[TASK INSTRUCTIONS]
Where does the word "done" show up in the data? Please find each such line and copy it.

(Dataset entries)
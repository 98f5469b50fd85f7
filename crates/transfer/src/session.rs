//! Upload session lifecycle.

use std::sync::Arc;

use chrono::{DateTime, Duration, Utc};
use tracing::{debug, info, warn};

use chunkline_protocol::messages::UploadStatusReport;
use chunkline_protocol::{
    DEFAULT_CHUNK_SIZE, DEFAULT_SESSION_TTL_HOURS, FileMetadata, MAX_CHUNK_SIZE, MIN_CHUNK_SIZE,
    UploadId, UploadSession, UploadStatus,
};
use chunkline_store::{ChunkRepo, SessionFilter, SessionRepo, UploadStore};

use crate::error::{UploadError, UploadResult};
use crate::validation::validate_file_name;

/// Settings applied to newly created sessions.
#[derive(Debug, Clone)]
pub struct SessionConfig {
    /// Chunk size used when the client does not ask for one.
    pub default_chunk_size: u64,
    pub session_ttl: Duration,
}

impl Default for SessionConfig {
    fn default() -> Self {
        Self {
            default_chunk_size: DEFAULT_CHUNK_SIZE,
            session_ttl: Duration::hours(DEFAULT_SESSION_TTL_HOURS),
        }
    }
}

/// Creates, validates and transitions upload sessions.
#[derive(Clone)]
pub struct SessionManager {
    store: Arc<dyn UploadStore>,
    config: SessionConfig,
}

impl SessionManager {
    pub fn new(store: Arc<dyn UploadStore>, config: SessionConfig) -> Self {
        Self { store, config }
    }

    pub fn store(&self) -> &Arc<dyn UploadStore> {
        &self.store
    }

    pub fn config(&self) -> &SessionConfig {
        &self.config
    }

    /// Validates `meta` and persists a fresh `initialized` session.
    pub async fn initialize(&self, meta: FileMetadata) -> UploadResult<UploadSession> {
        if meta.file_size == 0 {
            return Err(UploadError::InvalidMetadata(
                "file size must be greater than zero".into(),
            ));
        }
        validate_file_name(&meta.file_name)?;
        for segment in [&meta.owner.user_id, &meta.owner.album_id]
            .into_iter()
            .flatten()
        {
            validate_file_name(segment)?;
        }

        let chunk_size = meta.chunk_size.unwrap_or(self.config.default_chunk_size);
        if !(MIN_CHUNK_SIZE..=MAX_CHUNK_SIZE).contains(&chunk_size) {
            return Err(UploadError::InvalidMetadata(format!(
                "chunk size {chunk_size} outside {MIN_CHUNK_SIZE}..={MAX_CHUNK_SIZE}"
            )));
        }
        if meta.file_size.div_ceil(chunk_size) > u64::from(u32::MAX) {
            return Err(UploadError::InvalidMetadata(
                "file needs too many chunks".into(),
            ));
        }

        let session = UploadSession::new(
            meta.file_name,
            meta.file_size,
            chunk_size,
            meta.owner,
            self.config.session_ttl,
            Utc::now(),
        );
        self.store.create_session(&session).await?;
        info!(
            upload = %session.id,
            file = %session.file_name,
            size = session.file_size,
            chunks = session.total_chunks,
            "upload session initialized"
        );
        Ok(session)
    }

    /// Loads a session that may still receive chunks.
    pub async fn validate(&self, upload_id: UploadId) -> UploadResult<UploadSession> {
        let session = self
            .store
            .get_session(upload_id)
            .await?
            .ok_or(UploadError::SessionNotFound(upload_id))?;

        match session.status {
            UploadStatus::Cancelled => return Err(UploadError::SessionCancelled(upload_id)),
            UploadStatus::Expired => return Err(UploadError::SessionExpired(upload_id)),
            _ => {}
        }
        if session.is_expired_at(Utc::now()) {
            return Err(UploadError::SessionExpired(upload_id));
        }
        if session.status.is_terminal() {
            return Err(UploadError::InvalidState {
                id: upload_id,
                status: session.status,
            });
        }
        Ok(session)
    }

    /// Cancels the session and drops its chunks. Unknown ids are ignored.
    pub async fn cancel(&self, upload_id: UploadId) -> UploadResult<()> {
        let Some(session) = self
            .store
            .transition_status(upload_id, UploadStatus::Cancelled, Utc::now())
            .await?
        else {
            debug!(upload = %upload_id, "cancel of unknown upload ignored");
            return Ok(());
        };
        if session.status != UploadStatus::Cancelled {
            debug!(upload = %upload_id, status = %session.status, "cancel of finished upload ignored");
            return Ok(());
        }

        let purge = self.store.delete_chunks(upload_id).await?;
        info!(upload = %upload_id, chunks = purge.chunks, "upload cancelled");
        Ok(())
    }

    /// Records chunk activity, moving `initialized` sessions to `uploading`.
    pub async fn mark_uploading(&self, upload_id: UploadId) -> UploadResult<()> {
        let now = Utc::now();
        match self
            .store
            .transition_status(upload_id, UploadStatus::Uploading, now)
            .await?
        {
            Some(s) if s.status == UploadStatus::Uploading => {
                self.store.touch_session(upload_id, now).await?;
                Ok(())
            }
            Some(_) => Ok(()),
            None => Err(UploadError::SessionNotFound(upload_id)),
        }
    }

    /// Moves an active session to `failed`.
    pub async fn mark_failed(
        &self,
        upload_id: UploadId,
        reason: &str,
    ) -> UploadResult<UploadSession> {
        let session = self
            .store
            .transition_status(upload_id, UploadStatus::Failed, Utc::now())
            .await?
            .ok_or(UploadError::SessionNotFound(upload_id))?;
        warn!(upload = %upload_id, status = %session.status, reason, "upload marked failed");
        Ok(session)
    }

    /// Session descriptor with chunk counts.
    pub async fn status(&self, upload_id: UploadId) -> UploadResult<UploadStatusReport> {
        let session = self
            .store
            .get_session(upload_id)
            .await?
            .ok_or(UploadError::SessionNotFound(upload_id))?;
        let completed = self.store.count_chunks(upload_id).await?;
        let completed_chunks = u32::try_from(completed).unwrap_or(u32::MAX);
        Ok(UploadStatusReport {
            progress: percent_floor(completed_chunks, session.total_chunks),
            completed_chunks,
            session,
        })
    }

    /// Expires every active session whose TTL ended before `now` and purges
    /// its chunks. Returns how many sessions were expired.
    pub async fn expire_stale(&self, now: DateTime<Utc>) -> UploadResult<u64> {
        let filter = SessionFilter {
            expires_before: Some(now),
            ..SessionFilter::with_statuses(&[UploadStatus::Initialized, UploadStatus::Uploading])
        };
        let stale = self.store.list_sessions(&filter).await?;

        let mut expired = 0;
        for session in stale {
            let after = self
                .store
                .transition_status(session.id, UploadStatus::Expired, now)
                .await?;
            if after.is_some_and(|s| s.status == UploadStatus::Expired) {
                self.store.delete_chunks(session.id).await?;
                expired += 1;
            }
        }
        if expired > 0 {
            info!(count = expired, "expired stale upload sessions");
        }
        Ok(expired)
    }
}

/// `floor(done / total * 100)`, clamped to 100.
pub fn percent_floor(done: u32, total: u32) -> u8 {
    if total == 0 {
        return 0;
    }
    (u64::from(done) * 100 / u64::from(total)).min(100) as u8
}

[ANSWER SPACE]
/// `floor(done / total * 100)`, clamped to 100.
pub fn percent_floor(done: u32, total: u32) -> u8 {
    (u64::from(done) * 100 / u64::from(total)).min(100) as u8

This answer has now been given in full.